Retype the material below, keeping each line identical.
"""
//! Per-function configuration resolved from the Lambda environment.
//!
//! Every value is an opaque identifier supplied by the deployment stack.
//! Lookups go through a closure so tests never touch the process env.

use crate::error::HandlerError;

pub const TABLE_VARS: &[&str] = &["DYNAMODB_TABLE", "DEVICE_TABLE"];
pub const ANOMALY_TOPIC_VARS: &[&str] = &["ANOMALY_TOPIC_ARN", "ALERT_TOPIC"];
pub const ALERT_TOPIC_VARS: &[&str] = &["ALERT_TOPIC_ARN", "ALERT_TOPIC"];
pub const PROCESSED_BUCKET_VARS: &[&str] = &["PROCESSED_BUCKET", "PROCESSED_BUCKET_NAME"];
pub const PROCESSED_PREFIX_VAR: &str = "PROCESSED_PREFIX";
pub const ENDPOINT_VAR: &str = "SAGEMAKER_ENDPOINT";
pub const RETENTION_VAR: &str = "RECORD_TTL_DAYS";
pub const DEFAULT_PROCESSED_PREFIX: &str = "processed";

#[derive(Debug, Clone, PartialEq, Eq)]
pub struct PreprocessorConfig {
    pub table_name: String,
    pub anomaly_topic_arn: String,
    pub processed_bucket: Option<String>,
    pub processed_prefix: String,
    pub retention_days: Option<u32>,
}

#[derive(Debug, Clone, PartialEq, Eq)]
pub struct ImageAnalysisConfig {
    pub table_name: String,
    pub alert_topic_arn: String,
    pub retention_days: Option<u32>,
}

#[derive(Debug, Clone, PartialEq, Eq)]
pub struct MlConfig {
    pub table_name: String,
    pub alert_topic_arn: String,
    pub endpoint_name: String,
    pub retention_days: Option<u32>,
}

#[derive(Debug, Clone, PartialEq, Eq)]
pub struct AlertConfig {
    pub table_name: String,
    pub alert_topic_arn: String,
    pub retention_days: Option<u32>,
}

#[derive(Debug, Clone, PartialEq, Eq)]
pub struct ApiConfig {
    pub table_name: String,
}

pub fn env_lookup(name: &str) -> Option<String> {
    std::env::var(name).ok()
}

fn optional(lookup: &impl Fn(&str) -> Option<String>, names: &[&str]) -> Option<String> {
    names.iter().copied().find_map(|name| {
        lookup(name)
            .map(|value| value.trim().to_string())
            .filter(|value| !value.is_empty())
    })
}

fn required(
    lookup: &impl Fn(&str) -> Option<String>,
    names: &[&str],
) -> Result<String, HandlerError> {
    optional(lookup, names)
        .ok_or_else(|| HandlerError::Config(format!("{} must be configured", names.join(" or "))))
}

fn retention_days(lookup: &impl Fn(&str) -> Option<String>) -> Result<Option<u32>, HandlerError> {
    let Some(raw) = optional(lookup, &[RETENTION_VAR]) else {
        return Ok(None);
    };
    match raw.parse::<u32>() {
        Ok(0) | Err(_) => Err(HandlerError::Config(format!(
            "{RETENTION_VAR} must be a positive integer, got '{raw}'"
        ))),
        Ok(days) => Ok(Some(days)),
    }
}

impl PreprocessorConfig {
    pub fn from_lookup(lookup: impl Fn(&str) -> Option<String>) -> Result<Self, HandlerError> {
        Ok(Self {
            table_name: required(&lookup, TABLE_VARS)?,
            anomaly_topic_arn: required(&lookup, ANOMALY_TOPIC_VARS)?,
            processed_bucket: optional(&lookup, PROCESSED_BUCKET_VARS),
            processed_prefix: optional(&lookup, &[PROCESSED_PREFIX_VAR])
                .unwrap_or_else(|| DEFAULT_PROCESSED_PREFIX.to_string()),
            retention_days: retention_days(&lookup)?,
        })
    }

    pub fn from_env() -> Result<Self, HandlerError> {
        Self::from_lookup(env_lookup)
    }
}

impl ImageAnalysisConfig {
    pub fn from_lookup(lookup: impl Fn(&str) -> Option<String>) -> Result<Self, HandlerError> {
        Ok(Self {
            table_name: required(&lookup, TABLE_VARS)?,
            alert_topic_arn: required(&lookup, ALERT_TOPIC_VARS)?,
            retention_days: retention_days(&lookup)?,
        })
    }

    pub fn from_env() -> Result<Self, HandlerError> {
        Self::from_lookup(env_lookup)
    }
}

impl MlConfig {
    pub fn from_lookup(lookup: impl Fn(&str) -> Option<String>) -> Result<Self, HandlerError> {
        Ok(Self {
            table_name: required(&lookup, TABLE_VARS)?,
            alert_topic_arn: required(&lookup, ALERT_TOPIC_VARS)?,
            endpoint_name: required(&lookup, &[ENDPOINT_VAR])?,
            retention_days: retention_days(&lookup)?,
        })
    }

    pub fn from_env() -> Result<Self, HandlerError> {
        Self::from_lookup(env_lookup)
    }
}

impl AlertConfig {
    pub fn from_lookup(lookup: impl Fn(&str) -> Option<String>) -> Result<Self, HandlerError> {
        Ok(Self {
            table_name: required(&lookup, TABLE_VARS)?,
            alert_topic_arn: required(&lookup, ALERT_TOPIC_VARS)?,
            retention_days: retention_days(&lookup)?,
        })
    }

    pub fn from_env() -> Result<Self, HandlerError> {
        Self::from_lookup(env_lookup)
    }
}

impl ApiConfig {
    pub fn from_lookup(lookup: impl Fn(&str) -> Option<String>) -> Result<Self, HandlerError> {
        Ok(Self {
            table_name: required(&lookup, TABLE_VARS)?,
        })
    }

    pub fn from_env() -> Result<Self, HandlerError> {
        Self::from_lookup(env_lookup)
    }
}
//! AWS-oriented adapters and handlers for the sensor pipeline.
//!
//! This crate owns runtime integration details (Lambda event envelopes,
//! service adapters, environment configuration, and the per-function
//! handlers). Domain decisions live in `sensor_pipeline_core`.

pub mod adapters;
pub mod archive;
pub mod config;
pub mod error;
pub mod events;
pub mod handlers;
pub mod logging;
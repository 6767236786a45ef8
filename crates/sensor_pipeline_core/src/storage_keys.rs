use crate::contract::SensorRecord;

#[derive(Debug, Clone, Copy, PartialEq, Eq)]
pub enum DatasetKind {
    SensorRecords,
}

impl DatasetKind {
    fn as_str(self) -> &'static str {
        match self {
            Self::SensorRecords => "sensor_records",
        }
    }
}

/// Replaces characters that would split or confuse a Hive-style path segment.
pub fn sanitize_segment(value: &str) -> String {
    let cleaned: String = value
        .trim()
        .chars()
        .map(|character| match character {
            '/' | '\\' | ':' | '=' | ' ' => '-',
            other => other,
        })
        .collect();
    if cleaned.is_empty() {
        "unknown".to_string()
    } else {
        cleaned
    }
}

pub fn partition_prefix(
    base_prefix: &str,
    dataset: DatasetKind,
    date: &str,
    device_id: &str,
) -> String {
    let trimmed = base_prefix.trim_matches('/');
    let partitions = format!(
        "dataset={}/date={}/device_id={}",
        dataset.as_str(),
        sanitize_segment(date),
        sanitize_segment(device_id),
    );
    if trimmed.is_empty() {
        partitions
    } else {
        format!("{trimmed}/{partitions}")
    }
}

pub fn sensor_record_object_key(base_prefix: &str, record: &SensorRecord) -> String {
    let date = record.timestamp.get(..10).unwrap_or(&record.timestamp);
    format!(
        "{}/{}.parquet",
        partition_prefix(base_prefix, DatasetKind::SensorRecords, date, &record.device_id),
        sanitize_segment(&record.timestamp),
    )
}

/// The topic rule writes objects as `<topic>/<timestamp>.json`, so the
/// device id is the parent directory of the object.
pub fn device_id_from_object_key(key: &str) -> String {
    let mut segments = key.trim_matches('/').rsplit('/');
    let file_name = segments.next().unwrap_or_default();
    if let Some(parent) = segments.next().filter(|segment| !segment.is_empty()) {
        return parent.to_string();
    }
    let stem = file_name
        .rsplit_once('.')
        .map(|(stem, _)| stem)
        .unwrap_or(file_name);
    sanitize_segment(stem)
}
"""
**SOLUTION TO THIS EXERCISE**
//! Per-function configuration resolved from the Lambda environment.
//!
//! Every value is an opaque identifier supplied by the deployment stack.
//! Lookups go through a closure so tests never touch the process env.

use crate::error::HandlerError;

pub const TABLE_VARS: &[&str] = &["DYNAMODB_TABLE", "DEVICE_TABLE"];
pub const ANOMALY_TOPIC_VARS: &[&str] = &["ANOMALY_TOPIC_ARN", "ALERT_TOPIC"];
pub const ALERT_TOPIC_VARS: &[&str] = &["ALERT_TOPIC_ARN", "ALERT_TOPIC"];
pub const PROCESSED_BUCKET_VARS: &[&str] = &["PROCESSED_BUCKET", "PROCESSED_BUCKET_NAME"];
pub const PROCESSED_PREFIX_VAR: &str = "PROCESSED_PREFIX";
pub const ENDPOINT_VAR: &str = "SAGEMAKER_ENDPOINT";
pub const RETENTION_VAR: &str = "RECORD_TTL_DAYS";
pub const DEFAULT_PROCESSED_PREFIX: &str = "processed";

#[derive(Debug, Clone, PartialEq, Eq)]
pub struct PreprocessorConfig {
    pub table_name: String,
    pub anomaly_topic_arn: String,
    pub processed_bucket: Option<String>,
    pub processed_prefix: String,
    pub retention_days: Option<u32>,
}

#[derive(Debug, Clone, PartialEq, Eq)]
pub struct ImageAnalysisConfig {
    pub table_name: String,
    pub alert_topic_arn: String,
    pub retention_days: Option<u32>,
}

#[derive(Debug, Clone, PartialEq, Eq)]
pub struct MlConfig {
    pub table_name: String,
    pub alert_topic_arn: String,
    pub endpoint_name: String,
    pub retention_days: Option<u32>,
}

#[derive(Debug, Clone, PartialEq, Eq)]
pub struct AlertConfig {
    pub table_name: String,
    pub alert_topic_arn: String,
    pub retention_days: Option<u32>,
}

#[derive(Debug, Clone, PartialEq, Eq)]
pub struct ApiConfig {
    pub table_name: String,
}

pub fn env_lookup(name: &str) -> Option<String> {
    std::env::var(name).ok()
}

fn optional(lookup: &impl Fn(&str) -> Option<String>, names: &[&str]) -> Option<String> {
    names.iter().copied().find_map(|name| {
        lookup(name)
            .map(|value| value.trim().to_string())
            .filter(|value| !value.is_empty())
    })
}

fn required(
    lookup: &impl Fn(&str) -> Option<String>,
    names: &[&str],
) -> Result<String, HandlerError> {
    optional(lookup, names)
        .ok_or_else(|| HandlerError::Config(format!("{} must be configured", names.join(" or "))))
}

fn retention_days(lookup: &impl Fn(&str) -> Option<String>) -> Result<Option<u32>, HandlerError> {
    let Some(raw) = optional(lookup, &[RETENTION_VAR]) else {
        return Ok(None);
    };
    match raw.parse::<u32>() {
        Ok(0) | Err(_) => Err(HandlerError::Config(format!(
            "{RETENTION_VAR} must be a positive integer, got '{raw}'"
        ))),
        Ok(days) => Ok(Some(days)),
    }
}

impl PreprocessorConfig {
    pub fn from_lookup(lookup: impl Fn(&str) -> Option<String>) -> Result<Self, HandlerError> {
        Ok(Self {
            table_name: required(&lookup, TABLE_VARS)?,
            anomaly_topic_arn: required(&lookup, ANOMALY_TOPIC_VARS)?,
            processed_bucket: optional(&lookup, PROCESSED_BUCKET_VARS),
            processed_prefix: optional(&lookup, &[PROCESSED_PREFIX_VAR])
                .unwrap_or_else(|| DEFAULT_PROCESSED_PREFIX.to_string()),
            retention_days: retention_days(&lookup)?,
        })
    }

    pub fn from_env() -> Result<Self, HandlerError> {
        Self::from_lookup(env_lookup)
    }
}

impl ImageAnalysisConfig {
    pub fn from_lookup(lookup: impl Fn(&str) -> Option<String>) -> Result<Self, HandlerError> {
        Ok(Self {
            table_name: required(&lookup, TABLE_VARS)?,
            alert_topic_arn: required(&lookup, ALERT_TOPIC_VARS)?,
            retention_days: retention_days(&lookup)?,
        })
    }

    pub fn from_env() -> Result<Self, HandlerError> {
        Self::from_lookup(env_lookup)
    }
}

impl MlConfig {
    pub fn from_lookup(lookup: impl Fn(&str) -> Option<String>) -> Result<Self, HandlerError> {
        Ok(Self {
            table_name: required(&lookup, TABLE_VARS)?,
            alert_topic_arn: required(&lookup, ALERT_TOPIC_VARS)?,
            endpoint_name: required(&lookup, &[ENDPOINT_VAR])?,
            retention_days: retention_days(&lookup)?,
        })
    }

    pub fn from_env() -> Result<Self, HandlerError> {
        Self::from_lookup(env_lookup)
    }
}

impl AlertConfig {
    pub fn from_lookup(lookup: impl Fn(&str) -> Option<String>) -> Result<Self, HandlerError> {
        Ok(Self {
            table_name: required(&lookup, TABLE_VARS)?,
            alert_topic_arn: required(&lookup, ALERT_TOPIC_VARS)?,
            retention_days: retention_days(&lookup)?,
        })
    }

    pub fn from_env() -> Result<Self, HandlerError> {
        Self::from_lookup(env_lookup)
    }
}

impl ApiConfig {
    pub fn from_lookup(lookup: impl Fn(&str) -> Option<String>) -> Result<Self, HandlerError> {
        Ok(Self {
            table_name: required(&lookup, TABLE_VARS)?,
        })
    }

    pub fn from_env() -> Result<Self, HandlerError> {
        Self::from_lookup(env_lookup)
    }
}
//! AWS-oriented adapters and handlers for the sensor pipeline.
//!
//! This crate owns runtime integration details (Lambda event envelopes,
//! service adapters, environment configuration, and the per-function
//! handlers). Domain decisions live in `sensor_pipeline_core`.

pub mod adapters;
pub mod archive;
pub mod config;
pub mod error;
pub mod events;
pub mod handlers;
pub mod logging;
repository 6767236786a45ef8
filename crates/sensor_pipeline_core/src/storage_keys.rs
use crate::contract::SensorRecord;

#[derive(Debug, Clone, Copy, PartialEq, Eq)]
pub enum DatasetKind {
    SensorRecords,
}

impl DatasetKind {
    fn as_str(self) -> &'static str {
        match self {
            Self::SensorRecords => "sensor_records",
        }
    }
}

/// Replaces characters that would split or confuse a Hive-style path segment.
pub fn sanitize_segment(value: &str) -> String {
    let cleaned: String = value
        .trim()
        .chars()
        .map(|character| match character {
            '/' | '\\' | ':' | '=' | ' ' => '-',
            other => other,
        })
        .collect();
    if cleaned.is_empty() {
        "unknown".to_string()
    } else {
        cleaned
    }
}

pub fn partition_prefix(
    base_prefix: &str,
    dataset: DatasetKind,
    date: &str,
    device_id: &str,
) -> String {
    let trimmed = base_prefix.trim_matches('/');
    let partitions = format!(
        "dataset={}/date={}/device_id={}",
        dataset.as_str(),
        sanitize_segment(date),
        sanitize_segment(device_id),
    );
    if trimmed.is_empty() {
        partitions
    } else {
        format!("{trimmed}/{partitions}")
    }
}

pub fn sensor_record_object_key(base_prefix: &str, record: &SensorRecord) -> String {
    let date = record.timestamp.get(..10).unwrap_or(&record.timestamp);
    format!(
        "{}/{}.parquet",
        partition_prefix(base_prefix, DatasetKind::SensorRecords, date, &record.device_id),
        sanitize_segment(&record.timestamp),
    )
}

/// The topic rule writes objects as `<topic>/<timestamp>.json`, so the
/// device id is the parent directory of the object.
pub fn device_id_from_object_key(key: &str) -> String {
    let mut segments = key.trim_matches('/').rsplit('/');
    let file_name = segments.next().unwrap_or_default();
    if let Some(parent) = segments.next().filter(|segment| !segment.is_empty()) {
        return parent.to_string();
    }
    let stem = file_name
        .rsplit_once('.')
        .map(|(stem, _)| stem)
        .unwrap_or(file_name);
    sanitize_segment(stem)
}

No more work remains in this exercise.